Aimee Kirby’s design approach is born out of her respect for the ever evolving allure of the natural world and how it translates into new spaces both large and small. Motivated be her progressive interest in sculpture, she sees gardens and flora not only as a thing of beauty, but also as opportunities to embrace natural media as art and functional installation. Aimee curates plants, branches, stems and other intriguing materials to design the most exceptional gardens and arrangements, inspired by what she finds in the wild. At the heart of her work is a deep love for meadowscapes and pollinator habitats, which she fostered while learning the growing art of growing specialty cut flowers in Virginia with Wollam Gardens. Her interest in building spaces and “flora as architecture” grew with her work with both, the NYC based design/build firm, Town and Gardens, and the non profit, the Horticulture Society Of New York .
She founded Ferox Studio to provide clients with a broad and artful range of possibilities that integrate the uninhibited spirit of the natural world into both indoor and outdoor botanical design. Her aesthetic embraces a constant exploration of new materials curated with conscientious care, so that the flora or garden in any environment not only looks engaging, but also feels both formative and feral.
Adriana has always been enchanted by the caprices of nature. Some of her earliest memories include running around her yard as bare as the day she was born, climbing all her neighborhood trees, going to the local zoo so often the whole staff knew her by name, and a dangerous fascination with honeybees and their hives.

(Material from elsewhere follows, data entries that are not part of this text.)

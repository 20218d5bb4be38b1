//! Live network passthrough.
//!
//! Requests that belong neither to the local origin nor to an archived page
//! are forwarded to the real network and the upstream response is streamed
//! back unmodified.

use std::collections::HashMap;
use std::io;
use std::sync::Arc;

use async_trait::async_trait;
use futures::{stream, StreamExt, TryStreamExt};
use hyper::body::Bytes;
use hyper::header::{HeaderValue, USER_AGENT};
use parking_lot::RwLock;

use crate::error::{ProxyError, Result};
use crate::request::{InterceptedRequest, InterceptedResponse, ResponseBody, UploadChunk};

/// Resolves blob references found in upload bodies.
#[async_trait]
pub trait BlobStore: Send + Sync {
    /// Returns the content of the blob with the given identifier.
    async fn blob_data(&self, id: &str) -> Result<Bytes>;
}

/// Session-scoped in-memory blob store.
#[derive(Debug, Clone, Default)]
pub struct MemoryBlobStore {
    blobs: Arc<RwLock<HashMap<String, Bytes>>>,
}

impl MemoryBlobStore {
    /// Creates an empty store.
    pub fn new() -> Self {
        Self::default()
    }

    /// Stores a blob, replacing any previous content.
    pub fn insert(&self, id: impl Into<String>, data: impl Into<Bytes>) {
        self.blobs.write().insert(id.into(), data.into());
    }

    /// Removes a blob. Returns true if it existed.
    pub fn remove(&self, id: &str) -> bool {
        self.blobs.write().remove(id).is_some()
    }

    /// Number of stored blobs.
    pub fn len(&self) -> usize {
        self.blobs.read().len()
    }

    /// Returns true when no blobs are stored.
    pub fn is_empty(&self) -> bool {
        self.blobs.read().is_empty()
    }
}

#[async_trait]
impl BlobStore for MemoryBlobStore {
    async fn blob_data(&self, id: &str) -> Result<Bytes> {
        self.blobs
            .read()
            .get(id)
            .cloned()
            .ok_or_else(|| ProxyError::BlobNotFound(id.to_string()))
    }
}

/// Forwards requests to the real network.
#[derive(Clone)]
pub struct LiveProxy {
    client: reqwest::Client,
    user_agent: Option<HeaderValue>,
    blobs: Arc<dyn BlobStore>,
}

impl std::fmt::Debug for LiveProxy {
    fn fmt(&self, f: &mut std::fmt::Formatter<'_>) -> std::fmt::Result {
        f.debug_struct("LiveProxy")
            .field("user_agent", &self.user_agent)
            .field("blobs", &"BlobStore")
            .finish()
    }
}

impl LiveProxy {
    /// Creates a live proxy resolving blob references through `blobs`.
    ///
    /// Redirects are not followed and content is not decoded so that the
    /// upstream response reaches the rendering surface as sent.
    pub fn new(blobs: Arc<dyn BlobStore>) -> Result<Self> {
        let client = reqwest::Client::builder()
            .redirect(reqwest::redirect::Policy::none())
            .build()?;

        Ok(Self::with_client(client, blobs))
    }

    /// Creates a live proxy with a preconfigured client.
    pub fn with_client(client: reqwest::Client, blobs: Arc<dyn BlobStore>) -> Self {
        Self {
            client,
            user_agent: None,
            blobs,
        }
    }

    /// Records the rendering engine's default user agent. Live requests are
    /// sent with it instead of whatever the page set.
    pub fn with_user_agent(mut self, user_agent: &str) -> Self {
        match HeaderValue::from_str(user_agent) {
            Ok(value) => self.user_agent = Some(value),
            Err(e) => tracing::warn!("Ignoring invalid user agent {:?}: {}", user_agent, e),
        }
        self
    }

    /// The recorded user agent, if any.
    pub fn user_agent(&self) -> Option<&HeaderValue> {
        self.user_agent.as_ref()
    }

    /// Forwards the request. Network failures produce a bare 502.
    pub async fn proxy(&self, request: InterceptedRequest) -> InterceptedResponse {
        let InterceptedRequest {
            method,
            url,
            mut headers,
            upload,
            ..
        } = request;

        if let Some(ua) = &self.user_agent {
            headers.insert(USER_AGENT, ua.clone());
        }

        let mut builder = self
            .client
            .request(method.clone(), url.as_str())
            .headers(headers);

        if let Some(chunks) = upload {
            builder = builder.body(reqwest::Body::wrap_stream(upload_stream(
                chunks,
                self.blobs.clone(),
            )));
        }

        let upstream = match builder.send().await {
            Ok(upstream) => upstream,
            Err(e) => {
                tracing::warn!("fetch failed for: {} ({})", url, e);
                return InterceptedResponse::bad_gateway();
            }
        };

        let status = upstream.status();
        let headers = upstream.headers().clone();

        let body = if method == hyper::Method::HEAD {
            None
        } else {
            Some(ResponseBody::from_stream(
                upstream.bytes_stream().map_err(io::Error::other),
            ))
        };

        InterceptedResponse {
            status,
            headers,
            body,
        }
    }
}

/// Turns upload chunks into a byte stream, resolving blob references one at
/// a time as the stream is polled.
fn upload_stream(
    chunks: Vec<UploadChunk>,
    blobs: Arc<dyn BlobStore>,
) -> impl futures::Stream<Item = Result<Bytes>> + Send + 'static {
    stream::iter(chunks).then(move |chunk| {
        let blobs = blobs.clone();
        async move {
            match chunk {
                UploadChunk::Bytes(bytes) => Ok(bytes),
                UploadChunk::Blob(id) => blobs.blob_data(&id).await,
            }
        }
    })
}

After years of poking, prodding (and running) from hives, she now finds joy in playing a role in promoting pollinator gardens in urban spaces, along with a wide array of other horticultural projects and activities.
When it comes to floral design, Adriana tends to lean towards a more tempestuous style. As she strives to maintain the authenticity of nature and enjoys assuming versatility in her work, she prefers to use design as an opportunity to emphasize the duality and unpredictability of nature.